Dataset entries
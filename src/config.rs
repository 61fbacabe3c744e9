use std::path::Path;

use url::Url;

use crate::endpoints::{DEFAULT_CONTRIBS_HOST, DEFAULT_MP_ENDPOINT, contribs_host_to_base_url};
use crate::error::{Error, Result};

pub const API_KEY_VAR: &str = "MP_API_KEY";
pub const MP_ENDPOINT_VAR: &str = "MP_API_ENDPOINT";
pub const CONTRIBS_HOST_VAR: &str = "MPCONTRIBS_API_HOST";

/// Resolved process configuration.
///
/// Loaded once at program start and passed explicitly to clients; nothing
/// below this layer reads the environment.
#[derive(Clone, PartialEq, Eq)]
pub struct Config {
    pub api_key: String,
    pub mp_endpoint: String,
    pub contribs_url: String,
}

impl std::fmt::Debug for Config {
    fn fmt(&self, f: &mut std::fmt::Formatter<'_>) -> std::fmt::Result {
        f.debug_struct("Config")
            .field("api_key", &"<redacted>")
            .field("mp_endpoint", &self.mp_endpoint)
            .field("contribs_url", &self.contribs_url)
            .finish()
    }
}

impl Config {
    /// Load `.env` from the working directory (if present), then read the
    /// process environment.
    pub fn from_env() -> Result<Self> {
        match dotenvy::dotenv() {
            Ok(path) => tracing::debug!(path = %path.display(), "loaded .env"),
            Err(e) if e.not_found() => {}
            Err(e) => tracing::warn!("ignoring unreadable .env: {e}"),
        }
        Self::from_lookup(|k| std::env::var(k).ok())
    }

    /// Read a specific dotenv file. Process variables take precedence over
    /// values from the file.
    pub fn from_env_file(path: impl AsRef<Path>) -> Result<Self> {
        let path = path.as_ref();
        let iter = dotenvy::from_path_iter(path).map_err(|e| {
            Error::InvalidConfig(format!("cannot read {}: {e}", path.display()))
        })?;

        let mut file_vars = Vec::new();
        for item in iter {
            let (k, v) = item.map_err(|e| {
                Error::InvalidConfig(format!("cannot parse {}: {e}", path.display()))
            })?;
            file_vars.push((k, v));
        }

        Self::from_lookup(|key| {
            std::env::var(key).ok().or_else(|| {
                file_vars
                    .iter()
                    .find(|(k, _)| k == key)
                    .map(|(_, v)| v.clone())
            })
        })
    }

    /// Build a config from an arbitrary variable lookup.
    pub fn from_lookup(lookup: impl Fn(&str) -> Option<String>) -> Result<Self> {
        let api_key = lookup(API_KEY_VAR)
            .map(|s| s.trim().to_string())
            .filter(|s| !s.is_empty())
            .ok_or(Error::MissingApiKey(API_KEY_VAR))?;

        let mp_endpoint = lookup(MP_ENDPOINT_VAR)
            .filter(|s| !s.trim().is_empty())
            .unwrap_or_else(|| DEFAULT_MP_ENDPOINT.to_string());
        let mp_endpoint = validate_url(MP_ENDPOINT_VAR, &mp_endpoint)?;

        let contribs_host = lookup(CONTRIBS_HOST_VAR)
            .filter(|s| !s.trim().is_empty())
            .unwrap_or_else(|| DEFAULT_CONTRIBS_HOST.to_string());
        let contribs_url = validate_url(CONTRIBS_HOST_VAR, &contribs_host_to_base_url(&contribs_host))?;

        Ok(Self {
            api_key,
            mp_endpoint,
            contribs_url,
        })
    }
}

fn validate_url(var: &str, raw: &str) -> Result<String> {
    let trimmed = raw.trim().trim_end_matches('/');
    let url = Url::parse(trimmed)
        .map_err(|e| Error::InvalidConfig(format!("{var}={raw}: {e}")))?;
    if url.cannot_be_a_base() {
        return Err(Error::InvalidConfig(format!("{var}={raw}: not a base url")));
    }
    Ok(trimmed.to_string())
}

#[cfg(test)]
mod tests {
    use std::collections::BTreeMap;
    use std::io::Write;

    use super::*;

    fn lookup_from(pairs: &[(&str, &str)]) -> impl Fn(&str) -> Option<String> {
        let map: BTreeMap<String, String> = pairs
            .iter()
            .map(|(k, v)| (k.to_string(), v.to_string()))
            .collect();
        move |k| map.get(k).cloned()
    }

    #[test]
    fn missing_key_is_configuration_error() {
        let err = Config::from_lookup(|_| None).unwrap_err();
        assert!(matches!(err, Error::MissingApiKey("MP_API_KEY")));
        assert!(err.is_configuration());
        assert_eq!(err.to_string(), "MP_API_KEY not found in environment variables");
    }

    #[test]
    fn blank_key_counts_as_missing() {
        let err = Config::from_lookup(lookup_from(&[("MP_API_KEY", "   ")])).unwrap_err();
        assert!(matches!(err, Error::MissingApiKey(_)));
    }

    #[test]
    fn defaults_fill_endpoints() {
        let cfg = Config::from_lookup(lookup_from(&[("MP_API_KEY", "abc")])).unwrap();
        assert_eq!(cfg.api_key, "abc");
        assert_eq!(cfg.mp_endpoint, "https://api.materialsproject.org");
        assert_eq!(cfg.contribs_url, "https://contribs-api.materialsproject.org");
    }

    #[test]
    fn overrides_are_validated() {
        let cfg = Config::from_lookup(lookup_from(&[
            ("MP_API_KEY", "abc"),
            ("MP_API_ENDPOINT", "http://localhost:8000/"),
            ("MPCONTRIBS_API_HOST", "localhost:5000"),
        ]))
        .unwrap();
        assert_eq!(cfg.mp_endpoint, "http://localhost:8000");
        assert_eq!(cfg.contribs_url, "https://localhost:5000");

        let err = Config::from_lookup(lookup_from(&[
            ("MP_API_KEY", "abc"),
            ("MP_API_ENDPOINT", "not a url"),
        ]))
        .unwrap_err();
        assert!(matches!(err, Error::InvalidConfig(_)));
    }

    #[test]
    fn debug_redacts_key() {
        let cfg = Config::from_lookup(lookup_from(&[("MP_API_KEY", "secret-key")])).unwrap();
        let shown = format!("{cfg:?}");
        assert!(!shown.contains("secret-key"));
        assert!(shown.contains("<redacted>"));
    }

    #[test]
    fn reads_dotenv_file() {
        let mut file = tempfile::NamedTempFile::new().unwrap();
        writeln!(file, "# comment").unwrap();
        writeln!(file, "MPCONTRIBS_API_HOST=http://127.0.0.1:9999").unwrap();
        writeln!(file, "MP_API_KEY_UNUSED=nope").unwrap();
        file.flush().unwrap();

        // Only exercise the file when the test process doesn't define the key.
        if std::env::var(API_KEY_VAR).is_err() {
            let err = Config::from_env_file(file.path()).unwrap_err();
            assert!(matches!(err, Error::MissingApiKey(_)));
        }

        let mut file2 = tempfile::NamedTempFile::new().unwrap();
        writeln!(file2, "MP_API_KEY=from-file").unwrap();
        writeln!(file2, "MPCONTRIBS_API_HOST=http://127.0.0.1:9999").unwrap();
        file2.flush().unwrap();

        let cfg = Config::from_env_file(file2.path()).unwrap();
        if std::env::var(API_KEY_VAR).is_err() {
            assert_eq!(cfg.api_key, "from-file");
        }
        if std::env::var(CONTRIBS_HOST_VAR).is_err() {
            assert_eq!(cfg.contribs_url, "http://127.0.0.1:9999");
        }
    }

    #[test]
    fn missing_dotenv_file_is_invalid_config() {
        let dir = tempfile::tempdir().unwrap();
        let err = Config::from_env_file(dir.path().join("absent.env")).unwrap_err();
        assert!(matches!(err, Error::InvalidConfig(_)));
    }
}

TASK TO COMPLETE:
The records above must be restated. Preserve every word.

SOLVED EXERCISE:
filename src/config.rs
repository 61fbacabe3c744e9
use std::path::Path;

use url::Url;

use crate::endpoints::{DEFAULT_CONTRIBS_HOST, DEFAULT_MP_ENDPOINT, contribs_host_to_base_url};
use crate::error::{Error, Result};

pub const API_KEY_VAR: &str = "MP_API_KEY";
pub const MP_ENDPOINT_VAR: &str = "MP_API_ENDPOINT";
pub const CONTRIBS_HOST_VAR: &str = "MPCONTRIBS_API_HOST";

/// Resolved process configuration.
///
/// Loaded once at program start and passed explicitly to clients; nothing
/// below this layer reads the environment.
#[derive(Clone, PartialEq, Eq)]
pub struct Config {
    pub api_key: String,
    pub mp_endpoint: String,
    pub contribs_url: String,
}

impl std::fmt::Debug for Config {
    fn fmt(&self, f: &mut std::fmt::Formatter<'_>) -> std::fmt::Result {
        f.debug_struct("Config")
            .field("api_key", &"<redacted>")
            .field("mp_endpoint", &self.mp_endpoint)
            .field("contribs_url", &self.contribs_url)
            .finish()
    }
}

impl Config {
    /// Load `.env` from the working directory (if present), then read the
    /// process environment.
    pub fn from_env() -> Result<Self> {
        match dotenvy::dotenv() {
            Ok(path) => tracing::debug!(path = %path.display(), "loaded .env"),
            Err(e) if e.not_found() => {}
            Err(e) => tracing::warn!("ignoring unreadable .env: {e}"),
        }
        Self::from_lookup(|k| std::env::var(k).ok())
    }

    /// Read a specific dotenv file. Process variables take precedence over
    /// values from the file.
    pub fn from_env_file(path: impl AsRef<Path>) -> Result<Self> {
        let path = path.as_ref();
        let iter = dotenvy::from_path_iter(path).map_err(|e| {
            Error::InvalidConfig(format!("cannot read {}: {e}", path.display()))
        })?;

        let mut file_vars = Vec::new();
        for item in iter {
            let (k, v) = item.map_err(|e| {
                Error::InvalidConfig(format!("cannot parse {}: {e}", path.display()))
            })?;
            file_vars.push((k, v));
        }

        Self::from_lookup(|key| {
            std::env::var(key).ok().or_else(|| {
                file_vars
                    .iter()
                    .find(|(k, _)| k == key)
                    .map(|(_, v)| v.clone())
            })
        })
    }

    /// Build a config from an arbitrary variable lookup.
    pub fn from_lookup(lookup: impl Fn(&str) -> Option<String>) -> Result<Self> {
        let api_key = lookup(API_KEY_VAR)
            .map(|s| s.trim().to_string())
            .filter(|s| !s.is_empty())
            .ok_or(Error::MissingApiKey(API_KEY_VAR))?;

        let mp_endpoint = lookup(MP_ENDPOINT_VAR)
            .filter(|s| !s.trim().is_empty())
            .unwrap_or_else(|| DEFAULT_MP_ENDPOINT.to_string());
        let mp_endpoint = validate_url(MP_ENDPOINT_VAR, &mp_endpoint)?;

        let contribs_host = lookup(CONTRIBS_HOST_VAR)
            .filter(|s| !s.trim().is_empty())
            .unwrap_or_else(|| DEFAULT_CONTRIBS_HOST.to_string());
        let contribs_url = validate_url(CONTRIBS_HOST_VAR, &contribs_host_to_base_url(&contribs_host))?;

        Ok(Self {
            api_key,
            mp_endpoint,
            contribs_url,
        })
    }
}

fn validate_url(var: &str, raw: &str) -> Result<String> {
    let trimmed = raw.trim().trim_end_matches('/');
    let url = Url::parse(trimmed)
        .map_err(|e| Error::InvalidConfig(format!("{var}={raw}: {e}")))?;
    if url.cannot_be_a_base() {
        return Err(Error::InvalidConfig(format!("{var}={raw}: not a base url")));
    }
    Ok(trimmed.to_string())
}

#[cfg(test)]
mod tests {
    use std::collections::BTreeMap;
    use std::io::Write;

    use super::*;

    fn lookup_from(pairs: &[(&str, &str)]) -> impl Fn(&str) -> Option<String> {
        let map: BTreeMap<String, String> = pairs
            .iter()
            .map(|(k, v)| (k.to_string(), v.to_string()))
            .collect();
        move |k| map.get(k).cloned()
    }

    #[test]
    fn missing_key_is_configuration_error() {
        let err = Config::from_lookup(|_| None).unwrap_err();
        assert!(matches!(err, Error::MissingApiKey("MP_API_KEY")));
        assert!(err.is_configuration());
        assert_eq!(err.to_string(), "MP_API_KEY not found in environment variables");
    }

    #[test]
    fn blank_key_counts_as_missing() {
        let err = Config::from_lookup(lookup_from(&[("MP_API_KEY", "   ")])).unwrap_err();
        assert!(matches!(err, Error::MissingApiKey(_)));
    }

    #[test]
    fn defaults_fill_endpoints() {
        let cfg = Config::from_lookup(lookup_from(&[("MP_API_KEY", "abc")])).unwrap();
        assert_eq!(cfg.api_key, "abc");
        assert_eq!(cfg.mp_endpoint, "https://api.materialsproject.org");
        assert_eq!(cfg.contribs_url, "https://contribs-api.materialsproject.org");
    }

    #[test]
    fn overrides_are_validated() {
        let cfg = Config::from_lookup(lookup_from(&[
            ("MP_API_KEY", "abc"),
            ("MP_API_ENDPOINT", "http://localhost:8000/"),
            ("MPCONTRIBS_API_HOST", "localhost:5000"),
        ]))
        .unwrap();
        assert_eq!(cfg.mp_endpoint, "http://localhost:8000");
        assert_eq!(cfg.contribs_url, "https://localhost:5000");

        let err = Config::from_lookup(lookup_from(&[
            ("MP_API_KEY", "abc"),
            ("MP_API_ENDPOINT", "not a url"),
        ]))
        .unwrap_err();
        assert!(matches!(err, Error::InvalidConfig(_)));
    }

    #[test]
    fn debug_redacts_key() {
        let cfg = Config::from_lookup(lookup_from(&[("MP_API_KEY", "secret-key")])).unwrap();
        let shown = format!("{cfg:?}");
        assert!(!shown.contains("secret-key"));
        assert!(shown.contains("<redacted>"));
    }

    #[test]
    fn reads_dotenv_file() {
        let mut file = tempfile::NamedTempFile::new().unwrap();
        writeln!(file, "# comment").unwrap();
        writeln!(file, "MPCONTRIBS_API_HOST=http://127.0.0.1:9999").unwrap();
        writeln!(file, "MP_API_KEY_UNUSED=nope").unwrap();
        file.flush().unwrap();

        // Only exercise the file when the test process doesn't define the key.
        if std::env::var(API_KEY_VAR).is_err() {
            let err = Config::from_env_file(file.path()).unwrap_err();
            assert!(matches!(err, Error::MissingApiKey(_)));
        }

        let mut file2 = tempfile::NamedTempFile::new().unwrap();
        writeln!(file2, "MP_API_KEY=from-file").unwrap();
        writeln!(file2, "MPCONTRIBS_API_HOST=http://127.0.0.1:9999").unwrap();
        file2.flush().unwrap();

        let cfg = Config::from_env_file(file2.path()).unwrap();
        if std::env::var(API_KEY_VAR).is_err() {
            assert_eq!(cfg.api_key, "from-file");
        }
        if std::env::var(CONTRIBS_HOST_VAR).is_err() {
            assert_eq!(cfg.contribs_url, "http://127.0.0.1:9999");
        }
    }

    #[test]
    fn missing_dotenv_file_is_invalid_config() {
        let dir = tempfile::tempdir().unwrap();
        let err = Config::from_env_file(dir.path().join("absent.env")).unwrap_err();
        assert!(matches!(err, Error::InvalidConfig(_)));
    }
}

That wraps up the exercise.